## EXERCISE DATA
//! Generator that drafts documents through a chat-completions API.

use crate::{
	DocumentError, DocumentFactory, DocumentInterface, DocumentRegistry, GeneratedDocument,
	GenerationRequest,
};
use async_trait::async_trait;
use reqwest::Client;
use serde_json::{json, Value};
use std::time::Duration;
use vault_types::{
	ConfigSchema, Field, FieldType, ImplementationRegistry, Schema, SecretString, ValidationError,
};

const DEFAULT_BASE_URL: &str = "https://api.openai.com/v1";
const DEFAULT_SYSTEM_PROMPT: &str = "You draft UK residential lettings documents for landlords. \
Write plain, accurate Markdown. Use only the facts supplied; leave a clearly marked blank where \
information is missing. Do not add commentary before or after the document.";

pub struct LlmGenerator {
	client: Client,
	base_url: String,
	model: String,
	api_key: SecretString,
	system_prompt: String,
}

impl LlmGenerator {
	pub fn new(
		base_url: impl Into<String>,
		model: impl Into<String>,
		api_key: SecretString,
		timeout: Duration,
	) -> Result<Self, DocumentError> {
		let client = Client::builder()
			.timeout(timeout)
			.build()
			.map_err(|e| DocumentError::Configuration(e.to_string()))?;
		Ok(Self {
			client,
			base_url: base_url.into().trim_end_matches('/').to_string(),
			model: model.into(),
			api_key,
			system_prompt: DEFAULT_SYSTEM_PROMPT.to_string(),
		})
	}

	fn user_prompt(request: &GenerationRequest) -> String {
		let mut prompt = format!(
			"Document type: {}\nReference: {}\n",
			request.document_type, request.reference
		);
		if let Some(intent) = &request.intent {
			prompt.push_str(&format!("Purpose: {}\n", intent));
		}
		if !request.inputs.is_empty() {
			prompt.push_str("Details:\n");
			for (key, value) in &request.inputs {
				let value = match value {
					Value::String(s) => s.clone(),
					other => other.to_string(),
				};
				prompt.push_str(&format!("- {}: {}\n", key, value));
			}
		}
		if let Some(notes) = &request.notes {
			prompt.push_str(&format!("Reviewer notes to address: {}\n", notes));
		}
		prompt
	}

	fn request_body(&self, request: &GenerationRequest) -> Value {
		json!({
			"model": self.model,
			"messages": [
				{"role": "system", "content": self.system_prompt},
				{"role": "user", "content": Self::user_prompt(request)},
			],
		})
	}
}

/// Pulls `choices[0].message.content` out of a completion response.
fn extract_content(response: &Value) -> Option<String> {
	response
		.get("choices")?
		.get(0)?
		.get("message")?
		.get("content")?
		.as_str()
		.map(|s| s.trim().to_string())
		.filter(|s| !s.is_empty())
}

#[async_trait]
impl DocumentInterface for LlmGenerator {
	fn config_schema(&self) -> Box<dyn ConfigSchema> {
		Box::new(LlmSchema)
	}

	async fn generate(
		&self,
		request: &GenerationRequest,
	) -> Result<GeneratedDocument, DocumentError> {
		tracing::info!(
			document_type = %request.document_type,
			model = %self.model,
			"Requesting document draft"
		);

		let response = self
			.client
			.post(format!("{}/chat/completions", self.base_url))
			.bearer_auth(self.api_key.expose_secret())
			.json(&self.request_body(request))
			.send()
			.await
			.map_err(|e| DocumentError::Generation(format!("LLM request failed: {}", e)))?;

		if !response.status().is_success() {
			let status = response.status();
			let error_text = response
				.text()
				.await
				.unwrap_or_else(|_| "Unknown error".to_string());
			return Err(DocumentError::Generation(format!(
				"LLM API error {}: {}",
				status, error_text
			)));
		}

		let body: Value = response
			.json()
			.await
			.map_err(|e| DocumentError::Generation(format!("Failed to parse LLM response: {}", e)))?;
		let content = extract_content(&body)
			.ok_or_else(|| DocumentError::Generation("LLM returned no content".to_string()))?;

		Ok(GeneratedDocument {
			document_type: request.document_type.clone(),
			filename: request.filename(),
			content,
			generator: format!("{}:{}", Registry::NAME, self.model),
		})
	}
}

pub struct LlmSchema;

impl ConfigSchema for LlmSchema {
	fn validate(&self, config: &toml::Value) -> Result<(), ValidationError> {
		let non_empty = |value: &toml::Value| match value.as_str() {
			Some(s) if !s.trim().is_empty() => Ok(()),
			_ => Err("must not be empty".to_string()),
		};
		let schema = Schema::new(
			vec![
				Field::new("api_key", FieldType::String).with_validator(non_empty),
				Field::new("model", FieldType::String).with_validator(non_empty),
			],
			vec![
				Field::new("base_url", FieldType::String),
				Field::new("system_prompt", FieldType::String),
				Field::new(
					"timeout_seconds",
					FieldType::Integer {
						min: Some(1),
						max: Some(600),
					},
				),
			],
		);
		schema.validate(config)
	}
}

/// Builds the LLM generator.
///
/// Configuration parameters:
/// - `api_key`, `model` (required)
/// - `base_url`: API root (default `https://api.openai.com/v1`)
/// - `system_prompt`: replaces the built-in drafting instructions
/// - `timeout_seconds`: request timeout (default 120)
pub fn create_generator(config: &toml::Value) -> Result<Box<dyn DocumentInterface>, DocumentError> {
	LlmSchema
		.validate(config)
		.map_err(|e| DocumentError::Configuration(e.to_string()))?;

	let get_str = |key: &str| config.get(key).and_then(|v| v.as_str());
	let timeout = config
		.get("timeout_seconds")
		.and_then(|v| v.as_integer())
		.unwrap_or(120) as u64;

	let mut generator = LlmGenerator::new(
		get_str("base_url").unwrap_or(DEFAULT_BASE_URL),
		get_str("model").unwrap_or_default(),
		SecretString::from(get_str("api_key").unwrap_or_default()),
		Duration::from_secs(timeout),
	)?;
	if let Some(prompt) = get_str("system_prompt") {
		generator.system_prompt = prompt.to_string();
	}
	Ok(Box::new(generator))
}

pub struct Registry;

impl ImplementationRegistry for Registry {
	const NAME: &'static str = "llm";
	type Factory = DocumentFactory;

	fn factory() -> Self::Factory {
		create_generator
	}
}

impl DocumentRegistry for Registry {}

#[cfg(test)]
mod tests {
	use super::*;

	#[test]
	fn test_extract_content() {
		let ok = json!({"choices": [{"message": {"role": "assistant", "content": "  # Notice\n"}}]});
		assert_eq!(extract_content(&ok).as_deref(), Some("# Notice"));

		let blank = json!({"choices": [{"message": {"content": "   "}}]});
		assert!(extract_content(&blank).is_none());
		assert!(extract_content(&json!({"choices": []})).is_none());
	}

	#[test]
	fn test_prompt_includes_inputs_and_notes() {
		let mut request = GenerationRequest::new("cf-1", "formal_letter");
		request.intent = Some("Ask the council to collect bins".into());
		request.inputs.insert("recipient_name".into(), json!("Council"));
		request.notes = Some("be firmer".into());

		let prompt = LlmGenerator::user_prompt(&request);
		assert!(prompt.contains("Document type: formal_letter"));
		assert!(prompt.contains("Purpose: Ask the council to collect bins"));
		assert!(prompt.contains("- recipient_name: Council"));
		assert!(prompt.contains("Reviewer notes to address: be firmer"));
	}

	#[test]
	fn test_factory_requires_key_and_model() {
		let config: toml::Value = toml::from_str("model = \"gpt-4o-mini\"").unwrap();
		assert!(create_generator(&config).is_err());

		let config: toml::Value =
			toml::from_str("model = \"gpt-4o-mini\"\napi_key = \"sk-test\"").unwrap();
		assert!(create_generator(&config).is_ok());
	}
}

## WORK ITEM
Set down an exact copy of the entries above.

## RESPONSE BELOW
//! Generator that drafts documents through a chat-completions API.

use crate::{
	DocumentError, DocumentFactory, DocumentInterface, DocumentRegistry, GeneratedDocument,
	GenerationRequest,
};
use async_trait::async_trait;
use reqwest::Client;
use serde_json::{json, Value};
use std::time::Duration;
use vault_types::{
	ConfigSchema, Field, FieldType, ImplementationRegistry, Schema, SecretString, ValidationError,
};

const DEFAULT_BASE_URL: &str = "https://api.openai.com/v1";
const DEFAULT_SYSTEM_PROMPT: &str = "You draft UK residential lettings documents for landlords. \
Write plain, accurate Markdown. Use only the facts supplied; leave a clearly marked blank where \
information is missing. Do not add commentary before or after the document.";

pub struct LlmGenerator {
	client: Client,
	base_url: String,
	model: String,
	api_key: SecretString,
	system_prompt: String,
}

impl LlmGenerator {
	pub fn new(
		base_url: impl Into<String>,
		model: impl Into<String>,
		api_key: SecretString,
		timeout: Duration,
	) -> Result<Self, DocumentError> {
		let client = Client::builder()
			.timeout(timeout)
			.build()
			.map_err(|e| DocumentError::Configuration(e.to_string()))?;
		Ok(Self {
			client,
			base_url: base_url.into().trim_end_matches('/').to_string(),
			model: model.into(),
			api_key,
			system_prompt: DEFAULT_SYSTEM_PROMPT.to_string(),
		})
	}

	fn user_prompt(request: &GenerationRequest) -> String {
		let mut prompt = format!(
			"Document type: {}\nReference: {}\n",
			request.document_type, request.reference
		);
		if let Some(intent) = &request.intent {
			prompt.push_str(&format!("Purpose: {}\n", intent));
		}
		if !request.inputs.is_empty() {
			prompt.push_str("Details:\n");
			for (key, value) in &request.inputs {
				let value = match value {
					Value::String(s) => s.clone(),
					other => other.to_string(),
				};
				prompt.push_str(&format!("- {}: {}\n", key, value));
			}
		}
		if let Some(notes) = &request.notes {
			prompt.push_str(&format!("Reviewer notes to address: {}\n", notes));
		}
		prompt
	}

	fn request_body(&self, request: &GenerationRequest) -> Value {
		json!({
			"model": self.model,
			"messages": [
				{"role": "system", "content": self.system_prompt},
				{"role": "user", "content": Self::user_prompt(request)},
			],
		})
	}
}

/// Pulls `choices[0].message.content` out of a completion response.
fn extract_content(response: &Value) -> Option<String> {
	response
		.get("choices")?
		.get(0)?
		.get("message")?
		.get("content")?
		.as_str()
		.map(|s| s.trim().to_string())
		.filter(|s| !s.is_empty())
}

#[async_trait]
impl DocumentInterface for LlmGenerator {
	fn config_schema(&self) -> Box<dyn ConfigSchema> {
		Box::new(LlmSchema)
	}

	async fn generate(
		&self,
		request: &GenerationRequest,
	) -> Result<GeneratedDocument, DocumentError> {
		tracing::info!(
			document_type = %request.document_type,
			model = %self.model,
			"Requesting document draft"
		);

		let response = self
			.client
			.post(format!("{}/chat/completions", self.base_url))
			.bearer_auth(self.api_key.expose_secret())
			.json(&self.request_body(request))
			.send()
			.await
			.map_err(|e| DocumentError::Generation(format!("LLM request failed: {}", e)))?;

		if !response.status().is_success() {
			let status = response.status();
			let error_text = response
				.text()
				.await
				.unwrap_or_else(|_| "Unknown error".to_string());
			return Err(DocumentError::Generation(format!(
				"LLM API error {}: {}",
				status, error_text
			)));
		}

		let body: Value = response
			.json()
			.await
			.map_err(|e| DocumentError::Generation(format!("Failed to parse LLM response: {}", e)))?;
		let content = extract_content(&body)
			.ok_or_else(|| DocumentError::Generation("LLM returned no content".to_string()))?;

		Ok(GeneratedDocument {
			document_type: request.document_type.clone(),
			filename: request.filename(),
			content,
			generator: format!("{}:{}", Registry::NAME, self.model),
		})
	}
}

pub struct LlmSchema;

impl ConfigSchema for LlmSchema {
	fn validate(&self, config: &toml::Value) -> Result<(), ValidationError> {
		let non_empty = |value: &toml::Value| match value.as_str() {
			Some(s) if !s.trim().is_empty() => Ok(()),
			_ => Err("must not be empty".to_string()),
		};
		let schema = Schema::new(
			vec![
				Field::new("api_key", FieldType::String).with_validator(non_empty),
				Field::new("model", FieldType::String).with_validator(non_empty),
			],
			vec![
				Field::new("base_url", FieldType::String),
				Field::new("system_prompt", FieldType::String),
				Field::new(
					"timeout_seconds",
					FieldType::Integer {
						min: Some(1),
						max: Some(600),
					},
				),
			],
		);
		schema.validate(config)
	}
}

/// Builds the LLM generator.
///
/// Configuration parameters:
/// - `api_key`, `model` (required)
/// - `base_url`: API root (default `https://api.openai.com/v1`)
/// - `system_prompt`: replaces the built-in drafting instructions
/// - `timeout_seconds`: request timeout (default 120)
pub fn create_generator(config: &toml::Value) -> Result<Box<dyn DocumentInterface>, DocumentError> {
	LlmSchema
		.validate(config)
		.map_err(|e| DocumentError::Configuration(e.to_string()))?;

	let get_str = |key: &str| config.get(key).and_then(|v| v.as_str());
	let timeout = config
		.get("timeout_seconds")
		.and_then(|v| v.as_integer())
		.unwrap_or(120) as u64;

	let mut generator = LlmGenerator::new(
		get_str("base_url").unwrap_or(DEFAULT_BASE_URL),
		get_str("model").unwrap_or_default(),
		SecretString::from(get_str("api_key").unwrap_or_default()),
		Duration::from_secs(timeout),
	)?;
	if let Some(prompt) = get_str("system_prompt") {
		generator.system_prompt = prompt.to_string();
	}
	Ok(Box::new(generator))
}

pub struct Registry;

impl ImplementationRegistry for Registry {
	const NAME: &'static str = "llm";
	type Factory = DocumentFactory;

	fn factory() -> Self::Factory {
		create_generator
	}
}

impl DocumentRegistry for Registry {}

#[cfg(test)]
mod tests {
	use super::*;

	#[test]
	fn test_extract_content() {
		let ok = json!({"choices": [{"message": {"role": "assistant", "content": "  # Notice\n"}}]});
		assert_eq!(extract_content(&ok).as_deref(), Some("# Notice"));

		let blank = json!({"choices": [{"message": {"content": "   "}}]});
		assert!(extract_content(&blank).is_none());
		assert!(extract_content(&json!({"choices": []})).is_none());
	}

	#[test]
	fn test_prompt_includes_inputs_and_notes() {
		let mut request = GenerationRequest::new("cf-1", "formal_letter");
		request.intent = Some("Ask the council to collect bins".into());
		request.inputs.insert("recipient_name".into(), json!("Council"));
		request.notes = Some("be firmer".into());

		let prompt = LlmGenerator::user_prompt(&request);
		assert!(prompt.contains("Document type: formal_letter"));
		assert!(prompt.contains("Purpose: Ask the council to collect bins"));
		assert!(prompt.contains("- recipient_name: Council"));
		assert!(prompt.contains("Reviewer notes to address: be firmer"));
	}

	#[test]
	fn test_factory_requires_key_and_model() {
		let config: toml::Value = toml::from_str("model = \"gpt-4o-mini\"").unwrap();
		assert!(create_generator(&config).is_err());

		let config: toml::Value =
			toml::from_str("model = \"gpt-4o-mini\"\napi_key = \"sk-test\"").unwrap();
		assert!(create_generator(&config).is_ok());
	}
}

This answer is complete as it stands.